Go through the data below and gather each line containing "Output".

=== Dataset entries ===
+++

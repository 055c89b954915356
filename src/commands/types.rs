// src/commands/types.rs
use async_trait::async_trait;
use std::collections::HashMap;
use std::future::Future;
use std::pin::Pin;
use std::sync::Arc;
use crate::fs::FileSystem;

/// Callback for executing shell commands (used by xargs, find -exec)
/// Parameters: command_string, stdin, cwd, env, fs
pub type ExecFn = Arc<dyn Fn(String, String, String, HashMap<String, String>, Arc<dyn FileSystem>)
    -> Pin<Box<dyn Future<Output = CommandResult> + Send>> + Send + Sync>;

/// HTTP response for fetch callback
#[derive(Debug, Clone)]
pub struct FetchResponse {
    pub status: u16,
    pub headers: HashMap<String, String>,
    pub body: String,
    pub url: String,
}

/// Callback for HTTP requests (used by curl)
/// Parameters: url, method, headers, body
pub type FetchFn = Arc<dyn Fn(String, String, HashMap<String, String>, Option<String>)
    -> Pin<Box<dyn Future<Output = Result<FetchResponse, String>> + Send>> + Send + Sync>;

/// Outcome of running an external command.
#[derive(Debug, Clone)]
pub struct CommandResult {
    pub stdout: String,
    pub stderr: String,
    pub exit_code: i32,
}

impl CommandResult {
    pub fn success(stdout: String) -> Self {
        Self { stdout, stderr: String::new(), exit_code: 0 }
    }

    pub fn error(stderr: String) -> Self {
        Self { stdout: String::new(), stderr, exit_code: 1 }
    }

    pub fn with_exit_code(stdout: String, stderr: String, exit_code: i32) -> Self {
        Self { stdout, stderr, exit_code }
    }
}

/// Everything an external command implementation needs to run once.
pub struct CommandContext {
    pub args: Vec<String>,
    pub stdin: String,
    pub cwd: String,
    pub env: HashMap<String, String>,
    pub fs: Arc<dyn FileSystem>,
    pub exec_fn: Option<ExecFn>,
    pub fetch_fn: Option<FetchFn>,
}

/// A single external command registered into a [`crate::commands::CommandRegistry`].
#[async_trait]
pub trait Command: Send + Sync {
    fn name(&self) -> &'static str;
    async fn execute(&self, ctx: CommandContext) -> CommandResult;
}
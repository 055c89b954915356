//! export - Set environment variables builtin
//!
//! Usage:
//!   export              - List all exported variables
//!   export -p           - List all exported variables (same as no args)
//!   export NAME=value   - Set and export variable
//!   export NAME+=value  - Append value and export variable
//!   export NAME         - Export existing variable (or create empty)
//!   export -n NAME      - Un-export variable (remove from env)

use crate::interpreter::helpers::readonly::{mark_exported, unmark_exported};
use crate::interpreter::helpers::tilde::expand_tildes_in_value;
use crate::interpreter::types::InterpreterState;
use super::break_cmd::BuiltinResult;

/// Check if a string is a valid variable name.
fn is_valid_var_name(name: &str) -> bool {
    if name.is_empty() {
        return false;
    }
    let mut chars = name.chars();
    // First char must be letter or underscore
    match chars.next() {
        Some(c) if c.is_ascii_alphabetic() || c == '_' => {}
        _ => return false,
    }
    // Rest must be alphanumeric or underscore
    chars.all(|c| c.is_ascii_alphanumeric() || c == '_')
}

/// Parse append syntax: NAME+=value
/// Returns (name, value) if it matches, None otherwise.
fn parse_append_syntax(arg: &str) -> Option<(&str, &str)> {
    if let Some(plus_eq_idx) = arg.find("+=") {
        let name = &arg[..plus_eq_idx];
        if is_valid_var_name(name) {
            let value = &arg[plus_eq_idx + 2..];
            return Some((name, value));
        }
    }
    None
}

/// Handle the export builtin command.
///
/// # Arguments
/// * `state` - The interpreter state (mutable for modifying env)
/// * `args` - Command arguments
///
/// # Returns
/// BuiltinResult with stdout/stderr and exit code
pub fn handle_export(state: &mut InterpreterState, args: &[String]) -> BuiltinResult {
    // Handle -n flag for un-export
    let mut unexport = false;
    let mut processed_args: Vec<&str> = Vec::new();

    for arg in args {
        if arg == "-n" {
            unexport = true;
        } else if arg == "-p" {
            // -p flag is handled implicitly (list mode)
        } else if arg == "--" {
            // End of options
        } else {
            processed_args.push(arg);
        }
    }

    // No args or just -p: list all exported variables
    if processed_args.is_empty() && !unexport {
        let mut stdout = String::new();
        // Only list variables that are actually exported
        if let Some(ref exported_vars) = state.exported_vars {
            let mut sorted_names: Vec<&String> = exported_vars.iter().collect();
            sorted_names.sort();

            for name in sorted_names {
                if let Some(value) = state.env.get(name) {
                    // Quote the value with double quotes, escaping backslashes and double quotes
                    let escaped_value = value.replace('\\', "\\\\").replace('"', "\\\"");
                    stdout.push_str(&format!("declare -x {}=\"{}\"\n", name, escaped_value));
                }
            }
        }
        return BuiltinResult {
            stdout,
            stderr: String::new(),
            exit_code: 0,
        };
    }

    // Handle un-export: remove export attribute but keep variable value
    // In bash, `export -n name=value` sets the value AND removes export attribute
    if unexport {
        for arg in processed_args {
            let name: &str;
            let value: Option<String>;

            if let Some(eq_idx) = arg.find('=') {
                name = &arg[..eq_idx];
                value = Some(expand_tildes_in_value(&state.env, &arg[eq_idx + 1..]));
            } else {
                name = arg;
                value = None;
            }

            // Set the value if provided
            if let Some(v) = value {
                state.env.insert(name.to_string(), v);
            }

            // Remove export attribute without deleting the variable
            unmark_exported(state, name);
        }
        return BuiltinResult::ok();
    }

    // Process each argument
    let mut stderr = String::new();
    let mut exit_code = 0;

    for arg in processed_args {
        let name: String;
        let value: Option<String>;
        let is_append: bool;

        // Check for += append syntax: export NAME+=value
        if let Some((n, v)) = parse_append_syntax(arg) {
            name = n.to_string();
            value = Some(expand_tildes_in_value(&state.env, v));
            is_append = true;
        } else if let Some(eq_idx) = arg.find('=') {
            // export NAME=value
            name = arg[..eq_idx].to_string();
            value = Some(expand_tildes_in_value(&state.env, &arg[eq_idx + 1..]));
            is_append = false;
        } else {
            // export NAME (without value)
            name = arg.to_string();
            value = None;
            is_append = false;
        }

        // Validate variable name: must start with letter/underscore, contain only alphanumeric/_
        if !is_valid_var_name(&name) {
            stderr.push_str(&format!("bash: export: `{}': not a valid identifier\n", arg));
            exit_code = 1;
            continue;
        }

        if let Some(v) = value {
            if is_append {
                // Append to existing value (or set if not defined)
                let existing = state.env.get(&name).cloned().unwrap_or_default();
                state.env.insert(name.clone(), existing + &v);
            } else {
                state.env.insert(name.clone(), v);
            }
        } else {
            // If variable doesn't exist, create it as empty
            if !state.env.contains_key(&name) {
                state.env.insert(name.clone(), String::new());
            }
        }

        // Mark the variable as exported
        mark_exported(state, &name);
    }

    BuiltinResult {
        stdout: String::new(),
        stderr,
        exit_code,
    }
}
#[cfg(test)]
mod tests {
    use super::*;
    use crate::fs::{FileSystem, InMemoryFs, MkdirOptions};
    use std::sync::Arc;
    use std::collections::HashMap;

    async fn make_ctx_with_files(args: Vec<&str>, files: Vec<(&str, &str)>) -> CommandContext {
        let fs = Arc::new(InMemoryFs::new());
        for (path, content) in files {
            fs.write_file(path, content.as_bytes()).await.unwrap();
        }
        CommandContext {
            args: args.into_iter().map(String::from).collect(),
            stdin: String::new(),
            cwd: "/".to_string(),
            env: HashMap::new(),
            fs,
            exec_fn: None,
            fetch_fn: None,
        }
    }

    #[tokio::test]
    async fn test_mv_rename() {
        let ctx = make_ctx_with_files(
            vec!["/old.txt", "/new.txt"],
            vec![("/old.txt", "content")],
        ).await;
        let fs = ctx.fs.clone();
        let cmd = MvCommand;
        let result = cmd.execute(ctx).await;
        assert_eq!(result.exit_code, 0);
        assert!(!fs.exists("/old.txt").await);
        assert!(fs.exists("/new.txt").await);
    }

    #[tokio::test]
    async fn test_mv_to_directory() {
        let fs = Arc::new(InMemoryFs::new());
        fs.write_file("/src.txt", b"content").await.unwrap();
        fs.mkdir("/destdir", &MkdirOptions { recursive: false }).await.unwrap();
        let ctx = CommandContext {
            args: vec!["/src.txt".to_string(), "/destdir".to_string()],
            stdin: String::new(),
            cwd: "/".to_string(),
            env: HashMap::new(),
            fs: fs.clone(),
            exec_fn: None,
            fetch_fn: None,
        };
        let cmd = MvCommand;
        let result = cmd.execute(ctx).await;
        assert_eq!(result.exit_code, 0);
        assert!(!fs.exists("/src.txt").await);
        assert!(fs.exists("/destdir/src.txt").await);
    }

    #[tokio::test]
    async fn test_mv_no_clobber() {
        let ctx = make_ctx_with_files(
            vec!["-n", "/src.txt", "/dest.txt"],
            vec![("/src.txt", "new"), ("/dest.txt", "old")],
        ).await;
        let fs = ctx.fs.clone();
        let cmd = MvCommand;
        let result = cmd.execute(ctx).await;
        assert_eq!(result.exit_code, 0);
        assert!(fs.exists("/src.txt").await); // source file still exists
        let content = fs.read_file("/dest.txt").await.unwrap();
        assert_eq!(content, "old"); // destination not overwritten
    }

    #[tokio::test]
    async fn test_mv_nonexistent() {
        let ctx = make_ctx_with_files(vec!["/nonexistent.txt", "/dest.txt"], vec![]).await;
        let cmd = MvCommand;
        let result = cmd.execute(ctx).await;
        assert!(result.stderr.contains("No such file or directory"));
        assert_eq!(result.exit_code, 1);
    }

    #[tokio::test]
    async fn test_mv_remove_source() {
        let ctx = make_ctx_with_files(
            vec!["/old.txt", "/new.txt"],
            vec![("/old.txt", "content")],
        ).await;
        let fs = ctx.fs.clone();
        let cmd = MvCommand;
        let result = cmd.execute(ctx).await;
        assert_eq!(result.exit_code, 0);
        assert!(!fs.exists("/old.txt").await);
        assert!(fs.exists("/new.txt").await);
    }

    #[tokio::test]
    async fn test_mv_rename_in_same_directory() {
        let fs = Arc::new(InMemoryFs::new());
        fs.mkdir("/dir", &MkdirOptions { recursive: false }).await.unwrap();
        fs.write_file("/dir/oldname.txt", b"content").await.unwrap();
        let ctx = CommandContext {
            args: vec!["/dir/oldname.txt".to_string(), "/dir/newname.txt".to_string()],
            stdin: String::new(),
            cwd: "/".to_string(),
            env: HashMap::new(),
            fs: fs.clone(),
            exec_fn: None,
            fetch_fn: None,
        };
        let cmd = MvCommand;
        let result = cmd.execute(ctx).await;
        assert_eq!(result.exit_code, 0);
        let content = fs.read_file("/dir/newname.txt").await.unwrap();
        assert_eq!(content, "content");
    }

    #[tokio::test]
    async fn test_mv_multiple_files_to_directory() {
        let fs = Arc::new(InMemoryFs::new());
        fs.write_file("/a.txt", b"aaa").await.unwrap();
        fs.write_file("/b.txt", b"bbb").await.unwrap();
        fs.mkdir("/dir", &MkdirOptions { recursive: false }).await.unwrap();
        let ctx = CommandContext {
            args: vec!["/a.txt".to_string(), "/b.txt".to_string(), "/dir".to_string()],
            stdin: String::new(),
            cwd: "/".to_string(),
            env: HashMap::new(),
            fs: fs.clone(),
            exec_fn: None,
            fetch_fn: None,
        };
        let cmd = MvCommand;
        let result = cmd.execute(ctx).await;
        assert_eq!(result.exit_code, 0);
        assert_eq!(fs.read_file("/dir/a.txt").await.unwrap(), "aaa");
        assert_eq!(fs.read_file("/dir/b.txt").await.unwrap(), "bbb");
        assert!(!fs.exists("/a.txt").await);
        assert!(!fs.exists("/b.txt").await);
    }

    #[tokio::test]
    async fn test_mv_multiple_files_to_non_directory() {
        let ctx = make_ctx_with_files(
            vec!["/a.txt", "/b.txt", "/nonexistent"],
            vec![("/a.txt", ""), ("/b.txt", "")],
        ).await;
        let cmd = MvCommand;
        let result = cmd.execute(ctx).await;
        assert_eq!(result.exit_code, 1);
        assert!(result.stderr.contains("not a directory"));
    }

    #[tokio::test]
    async fn test_mv_directory() {
        let fs = Arc::new(InMemoryFs::new());
        fs.mkdir("/srcdir", &MkdirOptions { recursive: false }).await.unwrap();
        fs.write_file("/srcdir/file.txt", b"content").await.unwrap();
        let ctx = CommandContext {
            args: vec!["/srcdir".to_string(), "/dstdir".to_string()],
            stdin: String::new(),
            cwd: "/".to_string(),
            env: HashMap::new(),
            fs: fs.clone(),
            exec_fn: None,
            fetch_fn: None,
        };
        let cmd = MvCommand;
        let result = cmd.execute(ctx).await;
        assert_eq!(result.exit_code, 0);
        let content = fs.read_file("/dstdir/file.txt").await.unwrap();
        assert_eq!(content, "content");
        assert!(!fs.exists("/srcdir").await);
    }

    #[tokio::test]
    async fn test_mv_nested_directories() {
        let fs = Arc::new(InMemoryFs::new());
        fs.mkdir("/src", &MkdirOptions { recursive: true }).await.unwrap();
        fs.mkdir("/src/a", &MkdirOptions { recursive: true }).await.unwrap();
        fs.mkdir("/src/a/b", &MkdirOptions { recursive: true }).await.unwrap();
        fs.write_file("/src/a/b/c.txt", b"deep").await.unwrap();
        fs.write_file("/src/root.txt", b"root").await.unwrap();
        let ctx = CommandContext {
            args: vec!["/src".to_string(), "/dst".to_string()],
            stdin: String::new(),
            cwd: "/".to_string(),
            env: HashMap::new(),
            fs: fs.clone(),
            exec_fn: None,
            fetch_fn: None,
        };
        let cmd = MvCommand;
        let result = cmd.execute(ctx).await;
        assert_eq!(result.exit_code, 0);
        assert_eq!(fs.read_file("/dst/a/b/c.txt").await.unwrap(), "deep");
        assert_eq!(fs.read_file("/dst/root.txt").await.unwrap(), "root");
        assert!(!fs.exists("/src").await);
    }

    #[tokio::test]
    async fn test_mv_overwrite_destination() {
        let ctx = make_ctx_with_files(
            vec!["/src.txt", "/dst.txt"],
            vec![("/src.txt", "new"), ("/dst.txt", "old")],
        ).await;
        let fs = ctx.fs.clone();
        let cmd = MvCommand;
        let result = cmd.execute(ctx).await;
        assert_eq!(result.exit_code, 0);
        let content = fs.read_file("/dst.txt").await.unwrap();
        assert_eq!(content, "new");
        assert!(!fs.exists("/src.txt").await);
    }

    #[tokio::test]
    async fn test_mv_missing_destination() {
        let ctx = make_ctx_with_files(
            vec!["/src.txt"],
            vec![("/src.txt", "")],
        ).await;
        let cmd = MvCommand;
        let result = cmd.execute(ctx).await;
        assert_eq!(result.exit_code, 1);
        assert!(result.stderr.contains("missing destination"));
    }

    #[tokio::test]
    async fn test_mv_relative_paths() {
        let fs = Arc::new(InMemoryFs::new());
        fs.mkdir("/home", &MkdirOptions { recursive: false }).await.unwrap();
        fs.mkdir("/home/user", &MkdirOptions { recursive: false }).await.unwrap();
        fs.write_file("/home/user/old.txt", b"content").await.unwrap();
        let ctx = CommandContext {
            args: vec!["old.txt".to_string(), "new.txt".to_string()],
            stdin: String::new(),
            cwd: "/home/user".to_string(),
            env: HashMap::new(),
            fs: fs.clone(),
            exec_fn: None,
            fetch_fn: None,
        };
        let cmd = MvCommand;
        let result = cmd.execute(ctx).await;
        assert_eq!(result.exit_code, 0);
        let content = fs.read_file("/home/user/new.txt").await.unwrap();
        assert_eq!(content, "content");
        assert!(!fs.exists("/home/user/old.txt").await);
    }

    #[tokio::test]
    async fn test_mv_directory_into_existing_directory() {
        let fs = Arc::new(InMemoryFs::new());
        fs.mkdir("/src", &MkdirOptions { recursive: false }).await.unwrap();
        fs.write_file("/src/file.txt", b"content").await.unwrap();
        fs.mkdir("/dst", &MkdirOptions { recursive: false }).await.unwrap();
        let ctx = CommandContext {
            args: vec!["/src".to_string(), "/dst/".to_string()],
            stdin: String::new(),
            cwd: "/".to_string(),
            env: HashMap::new(),
            fs: fs.clone(),
            exec_fn: None,
            fetch_fn: None,
        };
        let cmd = MvCommand;
        let result = cmd.execute(ctx).await;
        assert_eq!(result.exit_code, 0);
        let content = fs.read_file("/dst/src/file.txt").await.unwrap();
        assert_eq!(content, "content");
        assert!(!fs.exists("/src").await);
    }

    #[tokio::test]
    async fn test_mv_force_flag() {
        let ctx = make_ctx_with_files(
            vec!["-f", "/src.txt", "/dst.txt"],
            vec![("/src.txt", "new"), ("/dst.txt", "old")],
        ).await;
        let fs = ctx.fs.clone();
        let cmd = MvCommand;
        let result = cmd.execute(ctx).await;
        assert_eq!(result.exit_code, 0);
        assert_eq!(result.stderr, "");
        let content = fs.read_file("/dst.txt").await.unwrap();
        assert_eq!(content, "new");
    }

    #[tokio::test]
    async fn test_mv_no_clobber_skip_existing() {
        let ctx = make_ctx_with_files(
            vec!["-n", "/src.txt", "/dst.txt"],
            vec![("/src.txt", "new"), ("/dst.txt", "old")],
        ).await;
        let fs = ctx.fs.clone();
        let cmd = MvCommand;
        let result = cmd.execute(ctx).await;
        assert_eq!(result.exit_code, 0);
        assert_eq!(result.stderr, "");
        assert!(fs.exists("/src.txt").await);
        let content = fs.read_file("/dst.txt").await.unwrap();
        assert_eq!(content, "old");
    }

    #[tokio::test]
    async fn test_mv_no_clobber_when_dest_not_exists() {
        let ctx = make_ctx_with_files(
            vec!["-n", "/src.txt", "/dst.txt"],
            vec![("/src.txt", "content")],
        ).await;
        let fs = ctx.fs.clone();
        let cmd = MvCommand;
        let result = cmd.execute(ctx).await;
        assert_eq!(result.exit_code, 0);
        let content = fs.read_file("/dst.txt").await.unwrap();
        assert_eq!(content, "content");
        assert!(!fs.exists("/src.txt").await);
    }

    #[tokio::test]
    async fn test_mv_verbose() {
        let ctx = make_ctx_with_files(
            vec!["-v", "/old.txt", "/new.txt"],
            vec![("/old.txt", "content")],
        ).await;
        let cmd = MvCommand;
        let result = cmd.execute(ctx).await;
        assert_eq!(result.exit_code, 0);
        assert!(result.stdout.contains("renamed"));
        assert!(result.stdout.contains("/old.txt"));
        assert!(result.stdout.contains("/new.txt"));
    }

    #[tokio::test]
    async fn test_mv_combined_flags_fv() {
        let ctx = make_ctx_with_files(
            vec!["-f", "-v", "/src.txt", "/dst.txt"],
            vec![("/src.txt", "new"), ("/dst.txt", "old")],
        ).await;
        let cmd = MvCommand;
        let result = cmd.execute(ctx).await;
        assert_eq!(result.exit_code, 0);
        assert!(result.stdout.contains("renamed"));
    }

    #[tokio::test]
    async fn test_mv_no_clobber_long_flag() {
        let ctx = make_ctx_with_files(
            vec!["--no-clobber", "/src.txt", "/dst.txt"],
            vec![("/src.txt", "new"), ("/dst.txt", "old")],
        ).await;
        let fs = ctx.fs.clone();
        let cmd = MvCommand;
        let result = cmd.execute(ctx).await;
        assert_eq!(result.exit_code, 0);
        assert!(fs.exists("/src.txt").await);
        let content = fs.read_file("/dst.txt").await.unwrap();
        assert_eq!(content, "old");
    }

    #[tokio::test]
    async fn test_mv_verbose_long_flag() {
        let ctx = make_ctx_with_files(
            vec!["--verbose", "/old.txt", "/new.txt"],
            vec![("/old.txt", "content")],
        ).await;
        let cmd = MvCommand;
        let result = cmd.execute(ctx).await;
        assert_eq!(result.exit_code, 0);
        assert!(result.stdout.contains("renamed"));
    }

    #[tokio::test]
    async fn test_mv_force_long_flag() {
        let ctx = make_ctx_with_files(
            vec!["--force", "/src.txt", "/dst.txt"],
            vec![("/src.txt", "new"), ("/dst.txt", "old")],
        ).await;
        let fs = ctx.fs.clone();
        let cmd = MvCommand;
        let result = cmd.execute(ctx).await;
        assert_eq!(result.exit_code, 0);
        let content = fs.read_file("/dst.txt").await.unwrap();
        assert_eq!(content, "new");
    }
}
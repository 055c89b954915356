// src/commands/mkdir/mod.rs
use async_trait::async_trait;
use crate::commands::{Command, CommandContext, CommandResult};
use crate::fs::MkdirOptions;

pub struct MkdirCommand;

#[async_trait]
impl Command for MkdirCommand {
    fn name(&self) -> &'static str {
        "mkdir"
    }

    async fn execute(&self, ctx: CommandContext) -> CommandResult {
        if ctx.args.iter().any(|a| a == "--help") {
            return CommandResult::success(
                "Usage: mkdir [OPTION]... DIRECTORY...\n\n\
                 Create the DIRECTORY(ies), if they do not already exist.\n\n\
                 Options:\n\
                   -p, --parents    no error if existing, make parent directories as needed\n\
                   -v, --verbose    print a message for each created directory\n\
                       --help       display this help and exit\n".to_string()
            );
        }

        let mut recursive = false;
        let mut verbose = false;
        let mut dirs: Vec<String> = Vec::new();

        for arg in &ctx.args {
            match arg.as_str() {
                "-p" | "--parents" => recursive = true,
                "-v" | "--verbose" => verbose = true,
                _ if !arg.starts_with('-') => dirs.push(arg.clone()),
                _ => {}
            }
        }

        if dirs.is_empty() {
            return CommandResult::error("mkdir: missing operand\n".to_string());
        }

        let mut stdout = String::new();
        let mut stderr = String::new();
        let mut exit_code = 0;

        for dir in &dirs {
            let path = ctx.fs.resolve_path(&ctx.cwd, dir);
            let opts = MkdirOptions { recursive };

            match ctx.fs.mkdir(&path, &opts).await {
                Ok(()) => {
                    if verbose {
                        stdout.push_str(&format!("mkdir: created directory '{}'\n", dir));
                    }
                }
                Err(e) => {
                    let msg = format!("{:?}", e);
                    if msg.contains("NotFound") {
                        stderr.push_str(&format!(
                            "mkdir: cannot create directory '{}': No such file or directory\n",
                            dir
                        ));
                    } else if msg.contains("AlreadyExists") {
                        stderr.push_str(&format!(
                            "mkdir: cannot create directory '{}': File exists\n",
                            dir
                        ));
                    } else {
                        stderr.push_str(&format!("mkdir: cannot create directory '{}': {}\n", dir, msg));
                    }
                    exit_code = 1;
                }
            }
        }

        CommandResult::with_exit_code(stdout, stderr, exit_code)
    }
}

#[cfg(test)]
mod tests {
    use super::*;
    use crate::fs::InMemoryFs;
    use std::sync::Arc;
    use std::collections::HashMap;

    fn make_ctx(args: Vec<&str>) -> CommandContext {
        CommandContext {
            args: args.into_iter().map(String::from).collect(),
            stdin: String::new(),
            cwd: "/".to_string(),
            env: HashMap::new(),
            fs: Arc::new(InMemoryFs::new()),
            exec_fn: None,
            fetch_fn: None,
        }
    }

    #[tokio::test]
    async fn test_mkdir_simple() {
        let ctx = make_ctx(vec!["/newdir"]);
        let cmd = MkdirCommand;
        let result = cmd.execute(ctx).await;
        assert_eq!(result.exit_code, 0);
    }

    #[tokio::test]
    async fn test_mkdir_recursive() {
        let ctx = make_ctx(vec!["-p", "/a/b/c"]);
        let cmd = MkdirCommand;
        let result = cmd.execute(ctx).await;
        assert_eq!(result.exit_code, 0);
    }

    #[tokio::test]
    async fn test_mkdir_verbose() {
        let ctx = make_ctx(vec!["-v", "/newdir"]);
        let cmd = MkdirCommand;
        let result = cmd.execute(ctx).await;
        assert!(result.stdout.contains("created directory"));
        assert_eq!(result.exit_code, 0);
    }

    #[tokio::test]
    async fn test_mkdir_missing_operand() {
        let ctx = make_ctx(vec![]);
        let cmd = MkdirCommand;
        let result = cmd.execute(ctx).await;
        assert!(result.stderr.contains("missing operand"));
        assert_eq!(result.exit_code, 1);
    }

    #[tokio::test]
    async fn test_mkdir_no_parent() {
        let ctx = make_ctx(vec!["/nonexistent/dir"]);
        let cmd = MkdirCommand;
        let result = cmd.execute(ctx).await;
        assert!(result.stderr.contains("No such file or directory"));
        assert_eq!(result.exit_code, 1);
    }
}
/// Handle indirect array slicing "${!ref:offset}" or "${!ref:offset:length}".
/// offset and length should be pre-evaluated.
pub fn expand_indirect_array_slicing(
    state: &InterpreterState,
    ref_var_name: &str,
    offset: i64,
    length: Option<i64>,
) -> Option<Result<IndirectExpansionResult, String>> {
    // Get the value of the reference variable
    let ref_value = get_variable(state, ref_var_name);
    if ref_value.is_empty() {
        return None;
    }

    // Check if it's an array reference
    let (array_name, is_star) = parse_array_reference(&ref_value)?;

    // Get array elements
    let elements = get_array_elements(state, &array_name);

    // For sparse arrays, offset refers to index position
    let start_idx: usize = if offset < 0 {
        if !elements.is_empty() {
            let last_idx = match &elements[elements.len() - 1].0 {
                ArrayIndex::Numeric(n) => *n,
                _ => 0,
            };
            let target_index = last_idx + 1 + offset;
            if target_index < 0 {
                return Some(Ok(IndirectExpansionResult {
                    values: vec![],
                    quoted: true,
                }));
            }
            elements
                .iter()
                .position(|(idx, _)| match idx {
                    ArrayIndex::Numeric(n) => *n >= target_index,
                    _ => false,
                })
                .unwrap_or(elements.len())
        } else {
            0
        }
    } else {
        elements
            .iter()
            .position(|(idx, _)| match idx {
                ArrayIndex::Numeric(n) => *n >= offset,
                _ => false,
            })
            .unwrap_or(elements.len())
    };

    let sliced_values: Vec<String> = if let Some(len) = length {
        if len < 0 {
            return Some(Err(format!(
                "{}[@]: substring expression < 0",
                array_name
            )));
        }
        elements
            .iter()
            .skip(start_idx)
            .take(len as usize)
            .map(|(_, v)| v.clone())
            .collect()
    } else {
        elements.iter().skip(start_idx).map(|(_, v)| v.clone()).collect()
    };

    if sliced_values.is_empty() {
        return Some(Ok(IndirectExpansionResult {
            values: vec![],
            quoted: true,
        }));
    }

    if is_star {
        let ifs_sep = get_ifs_separator(&state.env);
        Some(Ok(IndirectExpansionResult {
            values: vec![sliced_values.join(ifs_sep)],
            quoted: true,
        }))
    } else {
        Some(Ok(IndirectExpansionResult {
            values: sliced_values,
            quoted: true,
        }))
    }
}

+++

=== RESPONSE TO THE TASK ===
    -> Pin<Box<dyn Future<Output = CommandResult> + Send>> + Send + Sync>;
    -> Pin<Box<dyn Future<Output = Result<FetchResponse, String>> + Send>> + Send + Sync>;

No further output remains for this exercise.